WORK INSTRUCTION
Would you write out all of the data exactly as it appears below?

─── AVAILABLE DATA

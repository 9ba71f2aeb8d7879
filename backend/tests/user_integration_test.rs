//! Integration tests for user and teacher lookups

mod common;

use axum::http::StatusCode;
use serde_json::Value;

#[tokio::test]
async fn test_find_user() {
    let app = common::TestApp::new().await;
    let (id, token) = app.signup("toto@mail.com").await;

    let (status, response) = app.get(&format!("/api/user/{}", id), Some(&token)).await;

    assert_eq!(status, StatusCode::OK);
    let response: Value = serde_json::from_str(&response).unwrap();
    assert_eq!(response["email"], "toto@mail.com");
    assert_eq!(response["firstName"], "toto");
}

#[tokio::test]
async fn test_find_user_absent_and_malformed() {
    let app = common::TestApp::new().await;
    let (_, token) = app.signup("toto@mail.com").await;

    let (status, _) = app.get("/api/user/99", Some(&token)).await;
    assert_eq!(status, StatusCode::NOT_FOUND);

    let (status, _) = app.get("/api/user/abc", Some(&token)).await;
    assert_eq!(status, StatusCode::BAD_REQUEST);
}

#[tokio::test]
async fn test_delete_other_account_is_forbidden() {
    let app = common::TestApp::new().await;
    let (_, token) = app.signup("toto@mail.com").await;

    let (status, _) = app.delete("/api/user/1", Some(&token)).await;

    assert_eq!(status, StatusCode::FORBIDDEN);
}

#[tokio::test]
async fn test_delete_own_account_removes_enrollments() {
    let app = common::TestApp::new().await;
    let (_, admin) = app.admin_login().await;
    let (id, token) = app.signup("toto@mail.com").await;
    let session_id = app.create_session(&admin, &[id]).await;

    let (status, _) = app.delete(&format!("/api/user/{}", id), Some(&token)).await;
    assert_eq!(status, StatusCode::OK);

    let (status, _) = app.get(&format!("/api/user/{}", id), Some(&admin)).await;
    assert_eq!(status, StatusCode::NOT_FOUND);
    assert!(app.roster(session_id, &admin).await.is_empty());
}

#[tokio::test]
async fn test_teacher_directory() {
    let app = common::TestApp::new().await;
    let (_, token) = app.signup("toto@mail.com").await;

    let (status, response) = app.get("/api/teacher", Some(&token)).await;
    assert_eq!(status, StatusCode::OK);
    let teachers: Vec<Value> = serde_json::from_str(&response).unwrap();
    assert_eq!(teachers.len(), 2);
    assert_eq!(teachers[0]["lastName"], "DELAHAYE");

    let (status, response) = app.get("/api/teacher/2", Some(&token)).await;
    assert_eq!(status, StatusCode::OK);
    let teacher: Value = serde_json::from_str(&response).unwrap();
    assert_eq!(teacher["firstName"], "Hélène");

    let (status, _) = app.get("/api/teacher/9", Some(&token)).await;
    assert_eq!(status, StatusCode::NOT_FOUND);

    let (status, _) = app.get("/api/teacher/x", Some(&token)).await;
    assert_eq!(status, StatusCode::BAD_REQUEST);
}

──────

SOLUTION FOR THIS PROBLEM
repository 9ba71f2aeb8d7879
filename backend/tests/user_integration_test.rs
//! Integration tests for user and teacher lookups

mod common;

use axum::http::StatusCode;
use serde_json::Value;

#[tokio::test]
async fn test_find_user() {
    let app = common::TestApp::new().await;
    let (id, token) = app.signup("toto@mail.com").await;

    let (status, response) = app.get(&format!("/api/user/{}", id), Some(&token)).await;

    assert_eq!(status, StatusCode::OK);
    let response: Value = serde_json::from_str(&response).unwrap();
    assert_eq!(response["email"], "toto@mail.com");
    assert_eq!(response["firstName"], "toto");
}

#[tokio::test]
async fn test_find_user_absent_and_malformed() {
    let app = common::TestApp::new().await;
    let (_, token) = app.signup("toto@mail.com").await;

    let (status, _) = app.get("/api/user/99", Some(&token)).await;
    assert_eq!(status, StatusCode::NOT_FOUND);

    let (status, _) = app.get("/api/user/abc", Some(&token)).await;
    assert_eq!(status, StatusCode::BAD_REQUEST);
}

#[tokio::test]
async fn test_delete_other_account_is_forbidden() {
    let app = common::TestApp::new().await;
    let (_, token) = app.signup("toto@mail.com").await;

    let (status, _) = app.delete("/api/user/1", Some(&token)).await;

    assert_eq!(status, StatusCode::FORBIDDEN);
}

#[tokio::test]
async fn test_delete_own_account_removes_enrollments() {
    let app = common::TestApp::new().await;
    let (_, admin) = app.admin_login().await;
    let (id, token) = app.signup("toto@mail.com").await;
    let session_id = app.create_session(&admin, &[id]).await;

    let (status, _) = app.delete(&format!("/api/user/{}", id), Some(&token)).await;
    assert_eq!(status, StatusCode::OK);

    let (status, _) = app.get(&format!("/api/user/{}", id), Some(&admin)).await;
    assert_eq!(status, StatusCode::NOT_FOUND);
    assert!(app.roster(session_id, &admin).await.is_empty());
}

#[tokio::test]
async fn test_teacher_directory() {
    let app = common::TestApp::new().await;
    let (_, token) = app.signup("toto@mail.com").await;

    let (status, response) = app.get("/api/teacher", Some(&token)).await;
    assert_eq!(status, StatusCode::OK);
    let teachers: Vec<Value> = serde_json::from_str(&response).unwrap();
    assert_eq!(teachers.len(), 2);
    assert_eq!(teachers[0]["lastName"], "DELAHAYE");

    let (status, response) = app.get("/api/teacher/2", Some(&token)).await;
    assert_eq!(status, StatusCode::OK);
    let teacher: Value = serde_json::from_str(&response).unwrap();
    assert_eq!(teacher["firstName"], "Hélène");

    let (status, _) = app.get("/api/teacher/9", Some(&token)).await;
    assert_eq!(status, StatusCode::NOT_FOUND);

    let (status, _) = app.get("/api/teacher/x", Some(&token)).await;
    assert_eq!(status, StatusCode::BAD_REQUEST);
}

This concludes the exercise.